You're probably familiar with what a typical ear of corn, corn on the cob, would look like, and of course such an ear would be a single branch, a single spike, that's covered in those kernels. In this mutation, some of these kernels, instead of differentiating into a flower, continue to have a stem cell-like function, produc[ing] these branches instead. These branches reiterate and actually make a tassel in the male flower of the plant. It is an even more dramatic effect than it is in the ear. So this is really a key mutation in that process. It turns out that this mutation—

the gene that is responsible for this mutation—is closely related to a gene in Arabidopsis that has been previously characterized called SUPERMAN.

We believe, in Arabidopsis, it has a rather more subtle phenotype actually, but its also involved in this stem cell determinacy property.

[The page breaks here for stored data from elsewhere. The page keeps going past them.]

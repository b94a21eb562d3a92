//! Request orchestration for `/process-file`.
//!
//! Resolve backend → extract inputs → main pass → summary pass → structure.

use axum::body::Bytes;
use axum::http::StatusCode;
use serde::{Deserialize, Serialize};
use thiserror::Error;
use tracing::{info, warn};

use mindmap_ingest::{DocumentExtractor, ExtractionError, Transcriber};
use mindmap_llm::{
    Backend, BackendError, BackendKind, GenerateOptions, Generation, UnknownModelError,
};
use mindmap_outline::{
    aggregate, build_tree, render_markdown, AggregateOptions, DroppedLine, MindmapNode,
    DEFAULT_ROOT_TITLE,
};

use crate::state::AppState;

/// Backend used when the form carries no `model` field.
pub const DEFAULT_MODEL: &str = "gemini";

// ── Request ───────────────────────────────────────────────────────

/// An uploaded file part.
#[derive(Debug, Clone)]
pub struct Upload {
    pub filename: Option<String>,
    pub bytes: Bytes,
}

/// Client-supplied credentials, as sent by the browser's key manager.
#[derive(Debug, Clone, Default, Deserialize)]
pub struct ApiKeys {
    #[serde(rename = "geminiKey", default)]
    pub gemini: Option<String>,
    #[serde(rename = "claudeKey", default)]
    pub claude: Option<String>,
    #[serde(rename = "mistralKey", default)]
    pub mistral: Option<String>,
}

impl ApiKeys {
    /// Key for `kind`, ignoring blank values. Ollama takes no key.
    pub fn for_backend(&self, kind: BackendKind) -> Option<String> {
        let key = match kind {
            BackendKind::Gemini => &self.gemini,
            BackendKind::Claude => &self.claude,
            BackendKind::Mistral => &self.mistral,
            BackendKind::Ollama => return None,
        };
        key.as_deref()
            .map(str::trim)
            .filter(|k| !k.is_empty())
            .map(str::to_string)
    }
}

#[derive(Debug, Clone)]
pub struct ProcessRequest {
    pub prompt: String,
    pub model: String,
    pub ollama_model: Option<String>,
    pub api_keys: ApiKeys,
    pub pdf: Option<Upload>,
    pub audio: Option<Upload>,
}

impl Default for ProcessRequest {
    fn default() -> Self {
        Self {
            prompt: String::new(),
            model: DEFAULT_MODEL.to_string(),
            ollama_model: None,
            api_keys: ApiKeys::default(),
            pdf: None,
            audio: None,
        }
    }
}

// ── Response ──────────────────────────────────────────────────────

#[derive(Debug, Clone, Copy, PartialEq, Eq, Serialize, utoipa::ToSchema)]
#[serde(rename_all = "lowercase")]
pub enum Pass {
    Main,
    Summary,
}

/// A chunk left out of one of the generation passes.
#[derive(Debug, Clone, PartialEq, Eq, Serialize, utoipa::ToSchema)]
pub struct SkippedChunkReport {
    pub pass: Pass,
    pub index: usize,
    pub reason: String,
}

#[derive(Debug, Clone, Serialize, utoipa::ToSchema)]
pub struct ProcessResponse {
    pub model: String,
    pub original_text: String,
    pub model_response: String,
    pub model_summary: String,
    pub markdown: String,
    /// Nested `{title, children}` tree.
    #[schema(value_type = Object)]
    pub mindmap: MindmapNode,
    pub skipped_chunks: Vec<SkippedChunkReport>,
    /// Subtopic/detail lines that had no open parent.
    #[schema(value_type = Vec<Object>)]
    pub dropped_lines: Vec<DroppedLine>,
}

// ── Errors ────────────────────────────────────────────────────────

#[derive(Debug, Error)]
pub enum PipelineError {
    #[error("invalid request: {0}")]
    BadRequest(String),
    #[error(transparent)]
    UnknownModel(#[from] UnknownModelError),
    #[error(transparent)]
    Backend(#[from] BackendError),
}

impl PipelineError {
    pub fn status(&self) -> StatusCode {
        match self {
            PipelineError::BadRequest(_) | PipelineError::UnknownModel(_) => {
                StatusCode::BAD_REQUEST
            }
            PipelineError::Backend(_) => StatusCode::BAD_GATEWAY,
        }
    }
}

// ── Pipeline ──────────────────────────────────────────────────────

/// Prompt, PDF text and audio transcript in fixed order.
pub fn build_input_text(prompt: &str, pdf_text: &str, audio_text: &str) -> String {
    format!("{prompt}\n\n{pdf_text}\n{audio_text}")
}

pub async fn run(state: &AppState, request: ProcessRequest) -> Result<ProcessResponse, PipelineError> {
    // Unknown models are rejected before any extraction or network work.
    let backend = state.registry.resolve(&request.model)?;
    let kind = backend.kind();
    info!(model = %kind, "processing request");

    let pdf_text = match &request.pdf {
        Some(upload) => recover("pdf", state.pdf.extract(&upload.bytes).await),
        None => String::new(),
    };
    let audio_text = match &request.audio {
        Some(upload) => recover(
            "audio",
            transcribe(state.transcriber.as_ref(), upload).await,
        ),
        None => String::new(),
    };

    let input = build_input_text(&request.prompt, &pdf_text, &audio_text);
    info!(
        pdf_chars = pdf_text.len(),
        audio_chars = audio_text.len(),
        input_chars = input.len(),
        "input assembled"
    );

    let model = match kind {
        BackendKind::Ollama => request.ollama_model.clone().filter(|m| !m.trim().is_empty()),
        _ => None,
    };
    let api_key = request.api_keys.for_backend(kind);

    let main_options = GenerateOptions {
        system_prompt: state.prompts.mindmap.clone(),
        model: model.clone(),
        api_key: api_key.clone(),
    };
    let main = backend.generate(&input, &main_options).await?;
    let model_response = join_results(backend, &main);

    let structured = build_tree(&model_response, DEFAULT_ROOT_TITLE);
    let markdown = render_markdown(&model_response, DEFAULT_ROOT_TITLE);
    info!(
        nodes = structured.root.node_count(),
        dropped = structured.dropped.len(),
        "mind map structured"
    );

    let summary_options = GenerateOptions {
        system_prompt: state.prompts.summary.clone(),
        model,
        api_key,
    };
    let summary = backend.generate(&input, &summary_options).await?;
    let model_summary = join_results(backend, &summary);

    let skipped_chunks = report_skips(Pass::Main, &main)
        .chain(report_skips(Pass::Summary, &summary))
        .collect();

    Ok(ProcessResponse {
        model: kind.to_string(),
        original_text: input,
        model_response,
        model_summary,
        markdown,
        mindmap: structured.root,
        skipped_chunks,
        dropped_lines: structured.dropped,
    })
}

async fn transcribe(transcriber: &dyn Transcriber, upload: &Upload) -> Result<String, ExtractionError> {
    transcriber
        .transcribe(&upload.bytes, upload.filename.as_deref())
        .await
}

/// Extraction failures degrade to empty text.
fn recover(source: &str, result: Result<String, ExtractionError>) -> String {
    match result {
        Ok(text) => text,
        Err(e) => {
            warn!(source, "extraction failed, continuing without it: {}", e);
            String::new()
        }
    }
}

fn join_results(backend: &Backend, generation: &Generation) -> String {
    aggregate(
        &generation.results,
        AggregateOptions {
            strip_headings: backend.is_chunked(),
        },
    )
}

fn report_skips(pass: Pass, generation: &Generation) -> impl Iterator<Item = SkippedChunkReport> + '_ {
    generation.skipped.iter().map(move |s| SkippedChunkReport {
        pass,
        index: s.index,
        reason: s.reason.to_string(),
    })
}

So we're now looking at this gene; we're looking at it not only in maize but also throughout the grasses. It's very straightforward now to look at this gene, and variation in it, in plants like sorghum or even in plants like the rushes behind me in the harbor, the Phragmites. We've actually made some DNA from that, because the flower, the tassel, the male flower looks very much like ramosa. So this form of branching is a definitive evolutionary property of a group of grasses called panicoid grasses, which include things like millets, sorghum, as well as maize, and is really a key gene in evolution We think that it's a key regulator.

We're also studying a number of genes that control stem cell function in Arabidopsis. There's two in particular. One, we call asymmetric leaf, which we just published in Nature last December, which turns out to be a transcription factor that regulates the production of other transcription factors that are required for stem cell identity. And, in fact, the interaction between that gene and stem cell homeobox transcription factor genes is the subject of that paper. It's an interesting story that allows us to form a model of how stem cells and founder cells are really distinguished. We believe that there are actually interactions between that class of genes and the class of genes that I just described in maize and we're still following those up.

Dr. Robert Martiennsen is a plant biologist, Howard Hughes Medical Institute-Gordon and Betty Moore Foundation investigator, and professor at Cold Spring Harbor Laboratory. Martiennsen attended Emmanuel College, Cambridge, completing his BA in 1982 and continuing on to his PhD in 1986 on the molecular genetics of alpha-amylase gene families in common wheat. He received an EMBO postdoctoral fellowship with University of California, Berkeley. In 1989, he was hired as a principal investigator at Cold Spring Harbor Laboratory. As a young scientist, he worked closely with Barbara McClintock. His awards and honors include the Newcomb Cleveland Prize, McClintock Prize, and Science’s Breakthrough of the Year in 2002 and the Kumho International Science Award in Plant Biology and Biotechnology (2001).